• Instructions to follow:
This exercise calls for every line of the data below with the string "LetterboxInfo" in it.

Input: Begin

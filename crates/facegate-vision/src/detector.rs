//! YOLO-face detector via ONNX Runtime.
//!
//! Runs a single-output YOLO face model (rows of `[cx, cy, w, h, conf]`)
//! with letterbox preprocessing and IoU-based NMS post-processing.

use crate::types::BoundingBox;
use image::RgbImage;
use ndarray::Array4;
use ort::session::Session;
use ort::value::TensorRef;
use std::path::Path;
use thiserror::Error;

const YOLO_FALLBACK_INPUT_SIZE: usize = 640;
const YOLO_CONFIDENCE_THRESHOLD: f32 = 0.5;
const YOLO_NMS_THRESHOLD: f32 = 0.45;
/// Minimum per-detection feature count: cx, cy, w, h, confidence.
const YOLO_MIN_FEATURES: usize = 5;

#[derive(Error, Debug)]
pub enum DetectorError {
    #[error("model file not found: {0} — place a YOLO face model in the model directory")]
    ModelNotFound(String),
    #[error("inference failed: {0}")]
    InferenceFailed(String),
    #[error("ort: {0}")]
    Ort(#[from] ort::Error),
}

/// Metadata for coordinate de-mapping after letterbox resize.
struct LetterboxInfo {
    scale: f32,
    pad_x: f32,
    pad_y: f32,
}

/// YOLO-face detector backed by an ONNX Runtime session.
pub struct FaceDetector {
    session: Session,
    input_size: usize,
}

impl FaceDetector {
    /// Load the YOLO face model from the given path.
    ///
    /// The input resolution is read from the model's NCHW input shape,
    /// falling back to 640 when the shape is dynamic.
    pub fn load(model_path: &str) -> Result<Self, DetectorError> {
        if !Path::new(model_path).exists() {
            return Err(DetectorError::ModelNotFound(model_path.to_string()));
        }

        let session = Session::builder()?
            .with_intra_threads(2)?
            .commit_from_file(model_path)?;

        let input_size = session
            .inputs()
            .first()
            .and_then(|input| {
                if let ort::value::ValueType::Tensor { ref shape, .. } = input.dtype() {
                    // NCHW: [1, 3, H, W]; H == W for square input
                    if shape.len() >= 4 && shape[2] > 0 {
                        Some(shape[2] as usize)
                    } else {
                        None
                    }
                } else {
                    None
                }
            })
            .unwrap_or(YOLO_FALLBACK_INPUT_SIZE);

        tracing::info!(
            path = model_path,
            input_size,
            outputs = ?session.outputs().iter().map(|o| o.name()).collect::<Vec<_>>(),
            "loaded YOLO face model"
        );

        Ok(Self {
            session,
            input_size,
        })
    }

    /// Detect faces in a decoded RGB image, sorted by descending confidence.
    pub fn detect(&mut self, image: &RgbImage) -> Result<Vec<BoundingBox>, DetectorError> {
        let (input, letterbox) = self.preprocess(image);

        let outputs = self
            .session
            .run(ort::inputs![TensorRef::from_array_view(input.view())?])?;
        if outputs.len() == 0 {
            return Err(DetectorError::InferenceFailed(
                "model produced no outputs".into(),
            ));
        }

        let tensor = outputs[0]
            .try_extract_array::<f32>()
            .map_err(|e| DetectorError::InferenceFailed(format!("detection output: {e}")))?;
        let shape = tensor.shape().to_vec();
        let data = tensor
            .as_slice()
            .ok_or_else(|| DetectorError::InferenceFailed("non-contiguous output".into()))?;

        let detections = decode_output(&shape, data, &letterbox, YOLO_CONFIDENCE_THRESHOLD)?;

        let mut result = nms(detections, YOLO_NMS_THRESHOLD);
        result.sort_by(|a, b| {
            b.confidence
                .partial_cmp(&a.confidence)
                .unwrap_or(std::cmp::Ordering::Equal)
        });

        Ok(result)
    }

    /// Letterbox-resize into an NCHW float tensor normalized to [0, 1].
    fn preprocess(&self, image: &RgbImage) -> (Array4<f32>, LetterboxInfo) {
        let (width, height) = image.dimensions();
        let size = self.input_size;

        let scale = (size as f32 / width as f32).min(size as f32 / height as f32);
        let new_w = ((width as f32 * scale).round() as u32).max(1);
        let new_h = ((height as f32 * scale).round() as u32).max(1);
        let pad_x = (size as f32 - new_w as f32) / 2.0;
        let pad_y = (size as f32 - new_h as f32) / 2.0;

        let resized =
            image::imageops::resize(image, new_w, new_h, image::imageops::FilterType::Triangle);

        let x0 = pad_x.floor() as u32;
        let y0 = pad_y.floor() as u32;

        let mut tensor = Array4::<f32>::zeros((1, 3, size, size));
        for (px, py, pixel) in resized.enumerate_pixels() {
            let x = (x0 + px) as usize;
            let y = (y0 + py) as usize;
            for c in 0..3 {
                tensor[[0, c, y, x]] = pixel.0[c] as f32 / 255.0;
            }
        }

        (
            tensor,
            LetterboxInfo {
                scale,
                pad_x,
                pad_y,
            },
        )
    }
}

/// Decode a YOLO output tensor into bounding boxes in original image space.
///
/// Accepts both `[1, features, detections]` (transposed) and
/// `[1, detections, features]` layouts; the smaller axis is the feature
/// axis.
fn decode_output(
    shape: &[usize],
    data: &[f32],
    letterbox: &LetterboxInfo,
    threshold: f32,
) -> Result<Vec<BoundingBox>, DetectorError> {
    if shape.len() != 3 {
        return Err(DetectorError::InferenceFailed(format!(
            "unexpected output shape: {shape:?}"
        )));
    }

    let transposed = shape[1] < shape[2];
    let (num_dets, num_feats) = if transposed {
        (shape[2], shape[1])
    } else {
        (shape[1], shape[2])
    };
    if num_feats < YOLO_MIN_FEATURES {
        return Err(DetectorError::InferenceFailed(format!(
            "detection rows carry {num_feats} features, need at least {YOLO_MIN_FEATURES}"
        )));
    }

    let at = |det: usize, feat: usize| -> f32 {
        if transposed {
            data[feat * num_dets + det]
        } else {
            data[det * num_feats + feat]
        }
    };

    let mut detections = Vec::new();
    for i in 0..num_dets {
        let confidence = at(i, 4);
        if confidence <= threshold {
            continue;
        }

        let cx = at(i, 0);
        let cy = at(i, 1);
        let w = at(i, 2);
        let h = at(i, 3);

        // Map from letterboxed space back to original image space
        let x1 = (cx - w / 2.0 - letterbox.pad_x) / letterbox.scale;
        let y1 = (cy - h / 2.0 - letterbox.pad_y) / letterbox.scale;
        let x2 = (cx + w / 2.0 - letterbox.pad_x) / letterbox.scale;
        let y2 = (cy + h / 2.0 - letterbox.pad_y) / letterbox.scale;

        detections.push(BoundingBox {
            x: x1,
            y: y1,
            width: x2 - x1,
            height: y2 - y1,
            confidence,
        });
    }

    Ok(detections)
}

/// Non-Maximum Suppression: drop detections overlapping a stronger one.
fn nms(mut detections: Vec<BoundingBox>, iou_threshold: f32) -> Vec<BoundingBox> {
    detections.sort_by(|a, b| {
        b.confidence
            .partial_cmp(&a.confidence)
            .unwrap_or(std::cmp::Ordering::Equal)
    });

    let mut keep: Vec<BoundingBox> = Vec::new();
    for candidate in detections {
        if keep.iter().all(|k| iou(k, &candidate) <= iou_threshold) {
            keep.push(candidate);
        }
    }
    keep
}

/// Intersection-over-Union of two bounding boxes.
fn iou(a: &BoundingBox, b: &BoundingBox) -> f32 {
    let x1 = a.x.max(b.x);
    let y1 = a.y.max(b.y);
    let x2 = (a.x + a.width).min(b.x + b.width);
    let y2 = (a.y + a.height).min(b.y + b.height);

    let inter = (x2 - x1).max(0.0) * (y2 - y1).max(0.0);
    let union = a.width * a.height + b.width * b.height - inter;

    if union > 0.0 {
        inter / union
    } else {
        0.0
    }
}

Input: End

• Task answer:
struct LetterboxInfo {
    fn preprocess(&self, image: &RgbImage) -> (Array4<f32>, LetterboxInfo) {
            LetterboxInfo {
    letterbox: &LetterboxInfo,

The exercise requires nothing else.